Aim of the exercise: Where does the string "Some" appear in the listing below? Copy every line where it does.
(Available data begins)
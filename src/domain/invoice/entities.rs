use chrono::{DateTime, NaiveDate, Utc};
use rust_decimal::Decimal;
use serde::{Deserialize, Serialize};
use uuid::Uuid;

use super::errors::InvoiceEntityError;
use super::value_objects::{InvoiceNumber, InvoiceStatus, Money, ServiceDescription};

// Invoice - one bill for one client covering one period
#[derive(Debug, Clone, PartialEq, Serialize, Deserialize)]
pub struct Invoice {
  pub id: Uuid,
  pub client_id: Uuid,
  pub invoice_number: InvoiceNumber,
  pub invoice_date: NaiveDate,
  pub due_date: NaiveDate,
  pub period_start: NaiveDate,
  pub period_end: NaiveDate,
  pub total_amount: Money,
  pub status: InvoiceStatus,
  pub payment_date: Option<NaiveDate>,
  pub created_at: DateTime<Utc>,
  pub updated_at: DateTime<Utc>,
}

impl Invoice {
  #[allow(clippy::too_many_arguments)]
  pub fn new(
    client_id: Uuid,
    invoice_number: InvoiceNumber,
    invoice_date: NaiveDate,
    due_date: NaiveDate,
    period_start: NaiveDate,
    period_end: NaiveDate,
    total_amount: Money,
  ) -> Self {
    let now = Utc::now();
    Self {
      id: Uuid::new_v4(),
      client_id,
      invoice_number,
      invoice_date,
      due_date,
      period_start,
      period_end,
      total_amount,
      status: InvoiceStatus::Draft,
      payment_date: None,
      created_at: now,
      updated_at: now,
    }
  }

  /// The status as it should be reported right now. A sent invoice past its
  /// due date with no payment recorded reads as overdue even if the stored
  /// status has not been rewritten yet.
  pub fn effective_status(&self, today: NaiveDate) -> InvoiceStatus {
    if self.status == InvoiceStatus::Sent && self.due_date < today && self.payment_date.is_none() {
      InvoiceStatus::Overdue
    } else {
      self.status
    }
  }

  pub fn is_overdue(&self, today: NaiveDate) -> bool {
    self.effective_status(today) == InvoiceStatus::Overdue
  }

  /// Marks the invoice as sent. Only called after the email provider has
  /// accepted the message; a failed delivery leaves the invoice a draft.
  pub fn mark_sent(&mut self) -> Result<(), InvoiceEntityError> {
    self.change_status(InvoiceStatus::Sent)
  }

  /// Records a payment. The payment date and the paid status are set
  /// together; one never appears without the other.
  pub fn record_payment(&mut self, payment_date: NaiveDate) -> Result<(), InvoiceEntityError> {
    if !self.status.can_transition_to(InvoiceStatus::Paid) {
      return Err(InvoiceEntityError::InvalidStatusTransition {
        from: self.status,
        to: InvoiceStatus::Paid,
      });
    }

    self.status = InvoiceStatus::Paid;
    self.payment_date = Some(payment_date);
    self.updated_at = Utc::now();
    Ok(())
  }

  pub fn change_status(&mut self, new_status: InvoiceStatus) -> Result<(), InvoiceEntityError> {
    if !self.status.can_transition_to(new_status) {
      return Err(InvoiceEntityError::InvalidStatusTransition {
        from: self.status,
        to: new_status,
      });
    }

    self.status = new_status;
    self.updated_at = Utc::now();
    Ok(())
  }
}

// Invoice Line Item - one (project, designation) group's accumulated hours
#[derive(Debug, Clone, PartialEq, Serialize, Deserialize)]
pub struct InvoiceLineItem {
  pub id: Uuid,
  pub invoice_id: Uuid,
  pub project_id: Uuid,
  pub employee_id: Uuid,
  pub assignment_id: Uuid,
  pub description: ServiceDescription,
  pub quantity: Decimal,
  pub rate: Money,
}

impl InvoiceLineItem {
  #[allow(clippy::too_many_arguments)]
  pub fn new(
    invoice_id: Uuid,
    project_id: Uuid,
    employee_id: Uuid,
    assignment_id: Uuid,
    description: ServiceDescription,
    quantity: Decimal,
    rate: Money,
  ) -> Self {
    Self {
      id: Uuid::new_v4(),
      invoice_id,
      project_id,
      employee_id,
      assignment_id,
      description,
      quantity,
      rate,
    }
  }

  pub fn total(&self) -> Money {
    self.rate.multiply(self.quantity)
  }
}

#[cfg(test)]
mod tests {
  use super::*;
  use crate::domain::invoice::value_objects::Currency;
  use rust_decimal_macros::dec;

  fn draft_invoice() -> Invoice {
    Invoice::new(
      Uuid::new_v4(),
      InvoiceNumber::new("20260615-a1b2c3d4-042".to_string()).unwrap(),
      NaiveDate::from_ymd_opt(2026, 6, 15).unwrap(),
      NaiveDate::from_ymd_opt(2026, 7, 15).unwrap(),
      NaiveDate::from_ymd_opt(2026, 6, 1).unwrap(),
      NaiveDate::from_ymd_opt(2026, 6, 30).unwrap(),
      Money::new(dec!(4800), Currency::USD).unwrap(),
    )
  }

  #[test]
  fn test_invoice_starts_draft_without_payment() {
    let invoice = draft_invoice();
    assert_eq!(invoice.status, InvoiceStatus::Draft);
    assert!(invoice.payment_date.is_none());
  }

  #[test]
  fn test_draft_never_reads_overdue() {
    let invoice = draft_invoice();
    let long_past_due = NaiveDate::from_ymd_opt(2027, 1, 1).unwrap();
    assert_eq!(
      invoice.effective_status(long_past_due),
      InvoiceStatus::Draft
    );
  }

  #[test]
  fn test_sent_past_due_reads_overdue() {
    let mut invoice = draft_invoice();
    invoice.mark_sent().unwrap();

    let before_due = NaiveDate::from_ymd_opt(2026, 7, 15).unwrap();
    assert_eq!(invoice.effective_status(before_due), InvoiceStatus::Sent);

    let past_due = NaiveDate::from_ymd_opt(2026, 7, 16).unwrap();
    assert_eq!(invoice.effective_status(past_due), InvoiceStatus::Overdue);
    assert!(invoice.is_overdue(past_due));
    // The stored status is untouched
    assert_eq!(invoice.status, InvoiceStatus::Sent);
  }

  #[test]
  fn test_record_payment_sets_date_and_status_together() {
    let mut invoice = draft_invoice();
    invoice.mark_sent().unwrap();

    let payment_date = NaiveDate::from_ymd_opt(2026, 7, 10).unwrap();
    invoice.record_payment(payment_date).unwrap();

    assert_eq!(invoice.status, InvoiceStatus::Paid);
    assert_eq!(invoice.payment_date, Some(payment_date));
    // Paid invoices never read overdue, regardless of date
    let far_future = NaiveDate::from_ymd_opt(2027, 1, 1).unwrap();
    assert_eq!(invoice.effective_status(far_future), InvoiceStatus::Paid);
  }

  #[test]
  fn test_payment_accepted_past_due_date() {
    let mut invoice = draft_invoice();
    invoice.mark_sent().unwrap();

    // Paying after the due date goes through the overdue state
    let late_payment = NaiveDate::from_ymd_opt(2026, 8, 1).unwrap();
    invoice.record_payment(late_payment).unwrap();
    assert_eq!(invoice.status, InvoiceStatus::Paid);
  }

  #[test]
  fn test_draft_cannot_be_paid() {
    let mut invoice = draft_invoice();
    let payment_date = NaiveDate::from_ymd_opt(2026, 7, 10).unwrap();
    assert!(invoice.record_payment(payment_date).is_err());
    assert!(invoice.payment_date.is_none());
  }

  #[test]
  fn test_mark_sent_only_from_draft() {
    let mut invoice = draft_invoice();
    invoice.mark_sent().unwrap();
    assert!(invoice.mark_sent().is_err());
  }

  #[test]
  fn test_line_item_total() {
    let line_item = InvoiceLineItem::new(
      Uuid::new_v4(),
      Uuid::new_v4(),
      Uuid::new_v4(),
      Uuid::new_v4(),
      ServiceDescription::for_group("Senior Developer", "Platform Rebuild"),
      dec!(32),
      Money::new(dec!(150), Currency::USD).unwrap(),
    );
    assert_eq!(line_item.total().amount, dec!(4800));
  }
}
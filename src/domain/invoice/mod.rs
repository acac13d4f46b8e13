pub mod aggregator;
pub mod entities;
pub mod errors;
pub mod ports;
pub mod services;
pub mod value_objects;

pub use aggregator::{BillingSummary, ProjectTimesheet, RateCard, TimesheetLine};
pub use entities::{Invoice, InvoiceLineItem};
pub use errors::{EmailError, InvoiceEntityError, InvoiceError};
pub use ports::{
  InvoiceEmailSender, InvoiceLineItemRepository, InvoiceRepository, InvoiceWriter,
};
pub use services::InvoiceService;
pub use value_objects::{Currency, InvoiceNumber, InvoiceStatus, Money, ServiceDescription};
(Available data ends)
Completed task:
    self.payment_date = Some(payment_date);
    assert_eq!(invoice.payment_date, Some(payment_date));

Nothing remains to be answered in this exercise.